● Work item:
All lines from the one containing "pub struct UrgentScanner" through the final line of the listing below are to be retyped exactly; nothing else goes in the result.

+++

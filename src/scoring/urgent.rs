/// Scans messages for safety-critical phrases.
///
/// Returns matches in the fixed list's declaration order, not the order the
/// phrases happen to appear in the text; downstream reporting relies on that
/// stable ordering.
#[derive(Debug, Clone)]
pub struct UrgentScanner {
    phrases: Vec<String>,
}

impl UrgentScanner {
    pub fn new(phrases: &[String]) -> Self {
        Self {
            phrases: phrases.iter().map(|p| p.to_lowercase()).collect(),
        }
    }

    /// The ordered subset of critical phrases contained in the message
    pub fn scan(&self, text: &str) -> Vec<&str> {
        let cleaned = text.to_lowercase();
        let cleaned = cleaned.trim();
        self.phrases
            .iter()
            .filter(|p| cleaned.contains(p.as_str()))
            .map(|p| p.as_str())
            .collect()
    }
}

+++

● Response to this exercise:
pub struct UrgentScanner {
    phrases: Vec<String>,
}

impl UrgentScanner {
    pub fn new(phrases: &[String]) -> Self {
        Self {
            phrases: phrases.iter().map(|p| p.to_lowercase()).collect(),
        }
    }

    /// The ordered subset of critical phrases contained in the message
    pub fn scan(&self, text: &str) -> Vec<&str> {
        let cleaned = text.to_lowercase();
        let cleaned = cleaned.trim();
        self.phrases
            .iter()
            .filter(|p| cleaned.contains(p.as_str()))
            .map(|p| p.as_str())
            .collect()
    }
}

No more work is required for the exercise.